Stored data:

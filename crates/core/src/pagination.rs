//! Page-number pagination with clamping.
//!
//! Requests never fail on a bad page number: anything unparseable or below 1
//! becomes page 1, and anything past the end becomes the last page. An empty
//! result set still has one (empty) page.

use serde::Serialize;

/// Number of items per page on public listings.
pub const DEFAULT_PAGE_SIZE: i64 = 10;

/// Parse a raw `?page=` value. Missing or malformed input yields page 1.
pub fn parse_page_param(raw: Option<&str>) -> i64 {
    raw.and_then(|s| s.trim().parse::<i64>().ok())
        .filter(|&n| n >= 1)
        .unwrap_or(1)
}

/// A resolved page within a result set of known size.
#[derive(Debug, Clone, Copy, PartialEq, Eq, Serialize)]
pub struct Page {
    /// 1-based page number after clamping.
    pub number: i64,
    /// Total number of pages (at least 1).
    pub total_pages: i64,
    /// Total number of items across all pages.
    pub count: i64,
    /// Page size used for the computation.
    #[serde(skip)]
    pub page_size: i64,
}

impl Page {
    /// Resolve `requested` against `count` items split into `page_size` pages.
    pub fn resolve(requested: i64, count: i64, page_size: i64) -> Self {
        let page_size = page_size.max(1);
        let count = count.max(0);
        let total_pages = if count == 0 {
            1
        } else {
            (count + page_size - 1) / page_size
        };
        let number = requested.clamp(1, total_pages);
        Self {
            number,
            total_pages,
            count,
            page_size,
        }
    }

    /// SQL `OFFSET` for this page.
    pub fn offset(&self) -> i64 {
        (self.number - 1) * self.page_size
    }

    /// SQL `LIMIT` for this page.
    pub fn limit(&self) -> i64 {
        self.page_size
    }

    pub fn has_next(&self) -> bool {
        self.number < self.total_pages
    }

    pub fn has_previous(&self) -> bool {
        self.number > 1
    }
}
==
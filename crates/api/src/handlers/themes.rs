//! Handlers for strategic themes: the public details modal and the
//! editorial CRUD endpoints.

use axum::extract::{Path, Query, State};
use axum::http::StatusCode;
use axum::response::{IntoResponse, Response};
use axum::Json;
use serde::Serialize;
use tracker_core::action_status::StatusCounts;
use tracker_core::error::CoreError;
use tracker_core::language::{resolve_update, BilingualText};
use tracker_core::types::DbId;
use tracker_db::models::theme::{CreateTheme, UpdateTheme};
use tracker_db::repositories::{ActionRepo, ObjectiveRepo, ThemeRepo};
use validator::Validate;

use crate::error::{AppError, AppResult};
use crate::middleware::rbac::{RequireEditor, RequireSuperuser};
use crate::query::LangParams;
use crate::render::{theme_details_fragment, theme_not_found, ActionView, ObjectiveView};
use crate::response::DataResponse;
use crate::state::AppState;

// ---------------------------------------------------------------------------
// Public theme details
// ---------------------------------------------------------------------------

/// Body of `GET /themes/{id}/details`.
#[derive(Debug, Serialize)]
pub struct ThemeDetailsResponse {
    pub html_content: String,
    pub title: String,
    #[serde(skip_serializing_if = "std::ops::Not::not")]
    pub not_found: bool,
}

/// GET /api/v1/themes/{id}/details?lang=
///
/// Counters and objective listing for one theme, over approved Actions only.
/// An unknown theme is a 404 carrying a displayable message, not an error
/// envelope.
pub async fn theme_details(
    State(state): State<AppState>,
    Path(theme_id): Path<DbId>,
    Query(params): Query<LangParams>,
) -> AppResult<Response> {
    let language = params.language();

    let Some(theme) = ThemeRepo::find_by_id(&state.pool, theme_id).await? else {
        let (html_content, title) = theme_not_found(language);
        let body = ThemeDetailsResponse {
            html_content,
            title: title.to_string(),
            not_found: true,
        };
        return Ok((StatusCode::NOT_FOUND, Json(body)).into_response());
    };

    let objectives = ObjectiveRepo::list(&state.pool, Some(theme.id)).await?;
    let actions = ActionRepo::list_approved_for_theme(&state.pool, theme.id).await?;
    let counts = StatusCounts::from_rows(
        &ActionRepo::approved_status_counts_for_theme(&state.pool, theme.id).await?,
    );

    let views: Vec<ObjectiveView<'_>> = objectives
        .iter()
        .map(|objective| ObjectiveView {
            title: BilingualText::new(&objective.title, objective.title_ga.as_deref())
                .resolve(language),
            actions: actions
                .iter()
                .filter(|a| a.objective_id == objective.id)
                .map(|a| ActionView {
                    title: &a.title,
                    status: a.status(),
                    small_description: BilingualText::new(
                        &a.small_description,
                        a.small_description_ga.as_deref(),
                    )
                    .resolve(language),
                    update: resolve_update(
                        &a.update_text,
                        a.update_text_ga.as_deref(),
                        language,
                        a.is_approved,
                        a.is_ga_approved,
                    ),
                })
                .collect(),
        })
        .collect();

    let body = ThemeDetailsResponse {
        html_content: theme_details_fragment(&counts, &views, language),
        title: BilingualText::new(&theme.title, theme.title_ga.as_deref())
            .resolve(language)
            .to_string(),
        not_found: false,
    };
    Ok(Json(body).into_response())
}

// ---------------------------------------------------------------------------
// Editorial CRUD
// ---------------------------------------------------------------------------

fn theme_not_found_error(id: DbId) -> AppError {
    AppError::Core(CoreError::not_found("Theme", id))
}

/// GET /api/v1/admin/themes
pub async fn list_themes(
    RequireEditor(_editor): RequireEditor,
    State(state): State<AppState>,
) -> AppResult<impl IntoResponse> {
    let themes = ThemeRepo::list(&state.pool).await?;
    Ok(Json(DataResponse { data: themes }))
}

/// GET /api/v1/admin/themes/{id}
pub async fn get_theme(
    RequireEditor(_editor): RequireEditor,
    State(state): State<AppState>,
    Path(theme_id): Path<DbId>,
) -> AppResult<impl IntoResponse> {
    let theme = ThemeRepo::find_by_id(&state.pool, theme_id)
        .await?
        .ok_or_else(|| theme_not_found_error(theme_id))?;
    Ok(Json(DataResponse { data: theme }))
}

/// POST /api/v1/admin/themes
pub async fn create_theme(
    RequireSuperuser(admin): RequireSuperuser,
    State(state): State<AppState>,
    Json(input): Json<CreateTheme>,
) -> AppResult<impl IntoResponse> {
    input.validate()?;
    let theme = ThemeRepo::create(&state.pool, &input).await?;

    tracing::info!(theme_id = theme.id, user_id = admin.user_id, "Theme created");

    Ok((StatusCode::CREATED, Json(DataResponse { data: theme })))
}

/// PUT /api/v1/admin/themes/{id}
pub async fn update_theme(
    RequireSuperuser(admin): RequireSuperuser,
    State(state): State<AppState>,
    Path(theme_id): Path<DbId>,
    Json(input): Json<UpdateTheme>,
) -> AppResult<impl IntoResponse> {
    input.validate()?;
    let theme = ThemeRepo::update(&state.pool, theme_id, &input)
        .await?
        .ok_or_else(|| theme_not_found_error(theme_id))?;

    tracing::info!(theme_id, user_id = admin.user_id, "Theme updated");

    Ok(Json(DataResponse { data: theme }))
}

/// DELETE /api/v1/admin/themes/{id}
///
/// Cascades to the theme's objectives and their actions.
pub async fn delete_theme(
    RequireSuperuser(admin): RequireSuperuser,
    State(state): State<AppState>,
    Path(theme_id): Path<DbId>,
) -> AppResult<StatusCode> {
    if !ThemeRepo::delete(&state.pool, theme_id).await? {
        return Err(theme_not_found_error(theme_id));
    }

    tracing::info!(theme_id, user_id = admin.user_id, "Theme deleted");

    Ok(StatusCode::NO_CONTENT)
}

Task to complete:
Go through the entries above and report each line with the string "StatusCode" in it.

Finished task:
use axum::http::StatusCode;
        return Ok((StatusCode::NOT_FOUND, Json(body)).into_response());
    Ok((StatusCode::CREATED, Json(DataResponse { data: theme })))
) -> AppResult<StatusCode> {
    Ok(StatusCode::NO_CONTENT)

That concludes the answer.